_Task directions:_ Copy all the lines of the data that include the word "such".

─── Input records

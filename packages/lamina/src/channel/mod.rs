// implementation of the lamina channel kinds.
//
// the basic architecture is as such:
//
// basic channel handles wrap around Arc<shared state>
//                                         |
//          /------------------------------/
//          v
//       shared state
//          |
//          |------ it contains an atomic state byte (open, sealed, closed), which may be read
//          |       without locking for cheap is_sealed / is_closed checks
//          |
//          \------ it contains a Mutex<lockable>, which holds the backlog of undelivered messages
//                  and the four callback sets: permanent and one-shot listeners, permanent and
//                  one-shot receivers. plus the close callbacks.
//
// every operation is one transition: lock, mutate, compute a delivery plan, publish the state byte,
// unlock, then run the plan. advisory listeners are offered messages while the plan is computed,
// which is why they must not touch the offering channel. everything else a user supplies runs
// after unlock.
//
// the organization of these modules is as such:
//
//      callback<--------------core: The transition engine. Safe, but panicky and inconvenient.
//                             ^
//                             |
//      api<-------------------basic: Wraps core into the defensive general channel.
//       ^
//       |-------------------- constant: One-value channel, with its own simpler state.
//       |-------------------- closed: Channel that is closed from the start.
//       \-------------------- splice: Read/write facade over two other channels.
//
// there is also the error module, which contains the relevant error types, which is also
// re-exported publically.

pub(crate) mod error;
pub(crate) mod api;
pub(crate) mod callback;
pub(crate) mod basic;
pub(crate) mod constant;
pub(crate) mod closed;
pub(crate) mod splice;

mod core;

──────

_Response for this exercise:_
// the basic architecture is as such:
// the organization of these modules is as such:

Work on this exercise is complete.